Wed, Nov 12, 11:00am to 12:20pm, Marquis Salon 14 - M2

Abstract

This presentation uses audio data from the office of police accountability of a large Northwestern American city. Specifically, it analyzes recordings of interviews conducted during internal investigations where agents tasked with oversight duties (hereafter, investigators) and representatives of the local police labor union inquire officers from the department about different allegations against them. Methodologically, I use Conversation Analysis, a method for analyzing talk-in-interaction. Fine-grain analysis of investigators' talk suggests that these actors design their questions to facilitate the provision of exculpatory accounts, typically indexing the appropriate response to different allegations (e.g., "Did you use pepper spray because you had no other reasonable alternative?"). Therefore, more than overseeing police conduct, this agency seems to oversee allegations of police misconduct as investigators and police labor union representatives help officers under investigation account for their actions.

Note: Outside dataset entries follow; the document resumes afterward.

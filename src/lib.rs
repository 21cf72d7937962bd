// Copyright 2026 Layne Penney
// SPDX-License-Identifier: AGPL-3.0-or-later

//! appmon - in-process telemetry core for an APM agent.
//!
//! Attributes timing measurements of outbound calls and data-store commands
//! to the inbound request (transaction) that caused them, even when the work
//! hops across `.await` points, callbacks and spawned tasks.
//!
//! # Architecture
//!
//! The crate is organized into the following modules:
//!
//! - [`metrics`] - Statistics, the keyed metric store, rename rules and report rendering
//! - [`transaction`] - Transactions and the task-local context propagator
//! - [`agent`] - The agent facade, global metrics and environment facts
//! - [`instrumentation`] - Hooks adapters call at operation boundaries
//! - [`harvest`] - Periodic hand-off of metrics to a sink
//! - [`config`] - Configuration loading and merging
//! - [`telemetry`] - Logging setup for the agent itself
//! - [`error`] - Error types and result aliases
//!
//! # Example
//!
//! ```rust,ignore
//! use appmon::config::{load_config, Overrides};
//! use appmon::instrumentation::InstrumentationHooks;
//! use appmon::Agent;
//!
//! let config = load_config(&cwd, Overrides::from_env())?;
//! let agent = Agent::with_config(&config);
//!
//! let txn = agent.on_inbound_start("/path");
//! appmon::transaction::propagator::scope(Some(txn.clone()), handle_request()).await;
//! agent.on_inbound_end(&txn);
//! ```

pub mod agent;
pub mod config;
pub mod error;
pub mod harvest;
pub mod instrumentation;
pub mod metrics;
pub mod telemetry;
pub mod transaction;

// Re-export commonly used types at crate root
pub use agent::{Agent, Environment};
pub use error::{ConfigError, HarvestError, MetricError, Result};
pub use harvest::{HarvestHandle, HarvestPayload, Harvester, MetricSink};
pub use instrumentation::{InstrumentationHooks, Segment};
pub use metrics::{Metric, MetricKey, MetricStore, RenameRule, RenameRules, Statistics};
pub use transaction::{RecordOutcome, Transaction, TransactionId};

/// appmon version.
pub const VERSION: &str = env!("CARGO_PKG_VERSION");
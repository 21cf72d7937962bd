// Copyright 2026 Layne Penney
// SPDX-License-Identifier: AGPL-3.0-or-later

//! Conversion of harvested metrics into the collector's reporting shape.

use serde::ser::{Serialize, SerializeTuple, Serializer};

use super::rename::RenameRules;
use super::stats::Statistics;
use super::store::{MetricKey, MetricStore};

/// How a reported metric is identified.
#[derive(Debug, Clone, PartialEq, Eq)]
pub enum MetricSpec {
    /// Compact ID assigned by a rename rule.
    Id(u64),
    /// Literal name and scope.
    Literal(MetricKey),
}

impl Serialize for MetricSpec {
    fn serialize<S>(&self, serializer: S) -> Result<S::Ok, S::Error>
    where
        S: Serializer,
    {
        match self {
            Self::Id(id) => serializer.serialize_u64(*id),
            Self::Literal(key) => key.serialize(serializer),
        }
    }
}

/// One metric ready for transmission.
///
/// Serializes as `[spec, [callCount, total, totalExclusive, min, max, sumOfSquares]]`.
#[derive(Debug, Clone, PartialEq)]
pub struct MetricData {
    pub spec: MetricSpec,
    pub stats: Statistics,
}

impl Serialize for MetricData {
    fn serialize<S>(&self, serializer: S) -> Result<S::Ok, S::Error>
    where
        S: Serializer,
    {
        let mut tuple = serializer.serialize_tuple(2)?;
        tuple.serialize_element(&self.spec)?;
        tuple.serialize_element(&self.stats)?;
        tuple.end()
    }
}

/// Render every metric in `store`, substituting IDs where `rules` has one.
pub fn render(store: &MetricStore, rules: &RenameRules) -> Vec<MetricData> {
    store
        .iter()
        .map(|metric| {
            let spec = match rules.lookup(metric.name(), metric.scope()) {
                Some(id) => MetricSpec::Id(id),
                None => MetricSpec::Literal(metric.key().clone()),
            };
            MetricData {
                spec,
                stats: metric.stats(),
            }
        })
        .collect()
}
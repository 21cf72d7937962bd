// Copyright 2026 Layne Penney
// SPDX-License-Identifier: AGPL-3.0-or-later

//! Transactions and their propagation through asynchronous call chains.
//!
//! - [`Transaction`]: identity, scoped metrics, and the active/ended state
//! - [`propagator`]: which transaction the running chain belongs to
//!
//! # Usage
//!
//! ```rust,ignore
//! use appmon::transaction::propagator;
//!
//! let txn = agent.start_transaction();
//! propagator::scope(Some(txn.clone()), async {
//!     // Everything awaited here sees `txn` as current.
//!     let timer = propagator::spawn(async { /* so does this task */ });
//!     timer.await?;
//! })
//! .await;
//! txn.end();
//! ```

mod context;
mod id;
pub mod propagator;

pub use context::{RecordOutcome, Transaction, TransactionLifecycle};
pub use id::{TransactionId, TransactionIdExt};
pub use propagator::{bind, bind_fn, current, Bound, ContextPropagator};
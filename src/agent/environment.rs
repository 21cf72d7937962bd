// Copyright 2026 Layne Penney
// SPDX-License-Identifier: AGPL-3.0-or-later

//! Declarative facts about the host process, reported alongside metrics.

use parking_lot::RwLock;
use serde::ser::{Serialize, SerializeSeq, Serializer};

/// Key for the component that originates transactions.
pub const DISPATCHER: &str = "Dispatcher";

/// Key for the web framework in use.
pub const FRAMEWORK: &str = "Framework";

/// Ordered key/value facts. Each key appears once; the last write wins and
/// keeps the key's original position.
#[derive(Debug, Default)]
pub struct Environment {
    entries: RwLock<Vec<(String, String)>>,
}

impl Environment {
    pub fn new() -> Self {
        Self::default()
    }

    /// Insert or overwrite a fact.
    pub fn set(&self, key: impl Into<String>, value: impl Into<String>) {
        let key = key.into();
        let value = value.into();
        let mut entries = self.entries.write();
        match entries.iter_mut().find(|(existing, _)| *existing == key) {
            Some(entry) => entry.1 = value,
            None => entries.push((key, value)),
        }
    }

    pub fn get(&self, key: &str) -> Option<String> {
        self.entries
            .read()
            .iter()
            .find(|(existing, _)| existing == key)
            .map(|(_, value)| value.clone())
    }

    pub fn set_dispatcher(&self, name: impl Into<String>) {
        self.set(DISPATCHER, name);
    }

    pub fn set_framework(&self, name: impl Into<String>) {
        self.set(FRAMEWORK, name);
    }

    /// Snapshot of all facts in insertion order.
    pub fn entries(&self) -> Vec<(String, String)> {
        self.entries.read().clone()
    }

    /// Facts as a JSON array of `[key, value]` pairs.
    pub fn to_json(&self) -> serde_json::Value {
        serde_json::Value::Array(
            self.entries
                .read()
                .iter()
                .map(|(key, value)| serde_json::json!([key, value]))
                .collect(),
        )
    }
}

impl Serialize for Environment {
    fn serialize<S>(&self, serializer: S) -> Result<S::Ok, S::Error>
    where
        S: Serializer,
    {
        let entries = self.entries.read();
        let mut seq = serializer.serialize_seq(Some(entries.len()))?;
        for (key, value) in entries.iter() {
            seq.serialize_element(&(key, value))?;
        }
        seq.end()
    }
}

Only in situations where officers are under investigation for actions that breach aspects of the police working personality (e.g., making derogatory comments about other members of the force or putting them in danger by not using policing procedures appropriately) do investigators take a more adversarial stance, more markedly scrutinizing an officer's responses. Thus, only conduct at odds with the police working personality will likely receive severe sanctions.